When weather is a little in between I also carry a SOL Adventure Biyy which backs to about 1/3 the size of a 1 liter Nalgene bottle and weighs virtually nothing. I can actually stuff it together with the lighter bag in the 6 liter sack, though its a bit tight.

I use a tarp which is another big weight/space saver.


----------



## OldschoolReloaded (Nov 20, 2012)

wahday said:


> My summer bag, a down REI rated to 45F, packs into a 5-6 liter sack (~6"X12"). The winter bag, a North Face rated to 20F (the Superlight), packs into a 15 liter fleece-lined stuff sack. I can fit some long undies, socks and a few other small clothing items in there with it.
> 
> When weather is a little in between I also carry a SOL Adventure Biyy which backs to about 1/3 the size of a 1 liter Nalgene bottle and weighs virtually nothing. I can actually stuff it together with the lighter bag in the 6 liter sack, though its a bit tight.
> 
> I use a tarp which is another big weight/space saver.


I was going to get a 3 season down bag, and unlike you cannot afford so many. 
What do you think is a good weight? Say 2 lbs or less?


----------



## permnation (Jul 21, 2004)

My Mountain Hardwear Phantom 45 is a solid bag and weighs 20 oz. It'll compress to about 8x6" in a sea to summit extra small comp. sack . A ZPacks 40 degree 900-fill quilt will get you down to 11.4 oz. Not sure what the compressed size would be, but that weight is impressive.


----------



## OldschoolReloaded (Nov 20, 2012)

permnation said:


> My Mountain Hardwear Phantom 45 is a solid bag and weighs 20 oz. It'll compress to about 8x6" in a sea to summit extra small comp. sack . A ZPacks 40 degree 900-fill quilt will get you down to 11.4 oz. Not sure what the compressed size would be, but that weight is impressive.


So are those quilts worth a damn? It seems weird to leave the back open. I know why they do it, but in reality does it work?


----------



## vikb (Sep 7, 2008)

OldschoolReloaded said:


> So are those quilts worth a damn? It seems weird to leave the back open. I know why they do it, but in reality does it work?

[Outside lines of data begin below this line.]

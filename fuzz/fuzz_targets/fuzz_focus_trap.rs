#![no_main]

use arbitrary::Arbitrary;
use libfuzzer_sys::fuzz_target;
use wai_core::{Event, KeyCode};
use wai_runtime::{DialogSpec, Element, Program};

#[derive(Debug, Arbitrary)]
enum Op {
    Tab,
    ShiftTab,
    Escape,
    FocusInside(u8),
    AddButton,
    RemoveLast,
    DisableFirst,
}

fuzz_target!(|ops: Vec<Op>| {
    let tree = Element::new("main")
        .child(Element::new("button").key("opener"))
        .child(
            Element::dialog(DialogSpec::new().aria_label("fuzz").restore_focus("opener"))
                .key("dialog")
                .child(Element::new("button"))
                .child(Element::new("button")),
        );
    let Ok(mut program) = Program::new(tree) else {
        return;
    };
    let (Some(container), Some(opener)) = (program.node("dialog"), program.node("opener")) else {
        return;
    };

    for op in ops.iter().take(128) {
        let started_inside = program.doc().focus_within(container);
        match op {
            Op::Tab | Op::ShiftTab => {
                let event = match op {
                    Op::Tab => Event::key(KeyCode::Tab),
                    _ => Event::shift_key(KeyCode::Tab),
                };
                let handled = program.dispatch(event);
                let doc = program.doc();
                let sequence = doc.tabbables(container);
                if started_inside && !sequence.is_empty() {
                    let active = doc.active_element();
                    assert!(handled);
                    assert!(
                        active.is_some_and(|a| sequence.contains(&a)),
                        "focus {active:?} left the trap {sequence:?}"
                    );
                }
                if !started_inside {
                    assert!(!handled, "trap consumed tab with focus outside");
                }
            }
            Op::Escape => {
                let handled = program.dispatch(Event::key(KeyCode::Escape));
                assert_eq!(handled, started_inside);
                if started_inside {
                    assert_eq!(program.doc().active_element(), Some(opener));
                }
            }
            Op::FocusInside(pick) => {
                let sequence = program.doc().tabbables(container);
                if !sequence.is_empty() {
                    let target = sequence[usize::from(*pick) % sequence.len()];
                    assert!(program.doc_mut().focus(target));
                }
            }
            Op::AddButton => {
                program.doc_mut().create_in(container, "button");
            }
            Op::RemoveLast => {
                // Keep one child so the trap always has somewhere to land.
                let children = program.doc().children(container).to_vec();
                if children.len() > 1
                    && let Some(last) = children.last()
                {
                    program.doc_mut().remove(*last);
                }
            }
            Op::DisableFirst => {
                if let Some(first) = program.doc().children(container).first().copied() {
                    program.doc_mut().set_disabled(first, true);
                }
            }
        }
    }
});
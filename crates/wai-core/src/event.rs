#![forbid(unsafe_code)]

//! Discrete input events delivered to widgets.
//!
//! Every state transition in wai happens inside the handler for exactly one
//! of these events. There is no queueing: the host delivers an event, the
//! widget updates, the derived view is re-projected, then the next event is
//! accepted.

use bitflags::bitflags;

use crate::dom::NodeId;

bitflags! {
    /// Modifier keys held during a key event.
    #[derive(Debug, Clone, Copy, PartialEq, Eq, Hash, Default)]
    pub struct Modifiers: u8 {
        const SHIFT = 0b0000_0001;
        const CTRL  = 0b0000_0010;
        const ALT   = 0b0000_0100;
        const SUPER = 0b0000_1000;
    }
}

/// Physical key identity.
#[derive(Debug, Clone, Copy, PartialEq, Eq, Hash)]
pub enum KeyCode {
    Tab,
    Escape,
    Enter,
    Space,
    Backspace,
    Delete,
    PageUp,
    PageDown,
    Up,
    Down,
    Left,
    Right,
    Home,
    End,
    Char(char),
}

/// Press/repeat/release phase of a key event.
#[derive(Debug, Clone, Copy, PartialEq, Eq, Hash, Default)]
pub enum KeyEventKind {
    #[default]
    Press,
    Repeat,
    Release,
}

/// A single keyboard event.
#[derive(Debug, Clone, Copy, PartialEq, Eq, Hash)]
pub struct KeyEvent {
    pub code: KeyCode,
    pub modifiers: Modifiers,
    pub kind: KeyEventKind,
}

impl KeyEvent {
    /// A key press with no modifiers.
    #[must_use]
    pub const fn new(code: KeyCode) -> Self {
        Self {
            code,
            modifiers: Modifiers::empty(),
            kind: KeyEventKind::Press,
        }
    }

    /// Replace the modifier set.
    #[must_use]
    pub const fn with_modifiers(mut self, modifiers: Modifiers) -> Self {
        self.modifiers = modifiers;
        self
    }

    /// Replace the event phase.
    #[must_use]
    pub const fn with_kind(mut self, kind: KeyEventKind) -> Self {
        self.kind = kind;
        self
    }

    /// Whether Shift is held.
    #[inline]
    #[must_use]
    pub fn shift(&self) -> bool {
        self.modifiers.contains(Modifiers::SHIFT)
    }

    /// Press and repeat both count as activations; release never does.
    #[inline]
    #[must_use]
    pub fn is_press(&self) -> bool {
        matches!(self.kind, KeyEventKind::Press | KeyEventKind::Repeat)
    }
}

impl From<KeyCode> for KeyEvent {
    fn from(code: KeyCode) -> Self {
        Self::new(code)
    }
}

/// Input delivered to the widget layer.
#[derive(Debug, Clone, Copy, PartialEq, Eq)]
pub enum Event {
    /// A key event, routed according to the current focus.
    Key(KeyEvent),
    /// A primary-button click on an element.
    Click(NodeId),
}

impl Event {
    /// Shorthand for an unmodified key press.
    #[must_use]
    pub fn key(code: KeyCode) -> Self {
        Self::Key(KeyEvent::new(code))
    }

    /// Shorthand for a Shift-modified key press.
    #[must_use]
    pub fn shift_key(code: KeyCode) -> Self {
        Self::Key(KeyEvent::new(code).with_modifiers(Modifiers::SHIFT))
    }

    /// The key payload, if this is a key event.
    #[must_use]
    pub fn as_key(&self) -> Option<&KeyEvent> {
        match self {
            Self::Key(key) => Some(key),
            Self::Click(_) => None,
        }
    }
}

Quilts are great. Very warm for their weight and very compact. I tried a Thermarest quilt and really liked the concept despite a fairly crappy product which got returned to REI.

https://vikapproved.wordpress.com/2013/10/26/therm-a-rest-alpine-blanket-review/

My buddy bought one of the Enlightened quilts and loved it. I was getting one for my b-day, but the low CDN dollar scrapped that idea. As soon as the dollar gets stronger or I get tired of waiting I am getting one of these:

Best Canoe Camping Sleeping Bag Quilt - Revelation - Backpacking Ultralight Down Quilt


----------



## vikb (Sep 7, 2008)

While I wait for my quilt envy to overcome my horror at the low Canadian dollar I am using two sleeping bags that I already own for bikepacking.










MEC sleeping bag lightly compressed in bar bag with a few items of clothing ^^^^

*Spring/Fall*

- 7yr old
- MEC.ca down mummy bag
- rated to - 7 deg C
- comfortable to 0 deg C
- weight ~1.5kg
- fills a 10L OR dry bag pretty good
- works year round in the PNW as our winter looks a lot like other folks' spring/fall










TNF bag lightly compressed in bar bag ^^^^^^

*Summer*

- 10yr old
- TNF Kilo mummy bag
- rated to 0 deg C
- comfortable to +7 deg C
- weight ~1kg
- quite compact can use a 10L OR dry bag for this bag plus a bunch of clothes
- good for the summer in BC
- sometimes wear puffy jacket and thermals in mountains on cold nights

Although I'd prefer not to haul the relatively bulky -7 deg bag on bikepacking trips I have learned from pushing my own limits with the 0 deg C bag that the slight difference in weight/bulk is well worth it for a good night's sleep in the shoulder seasons.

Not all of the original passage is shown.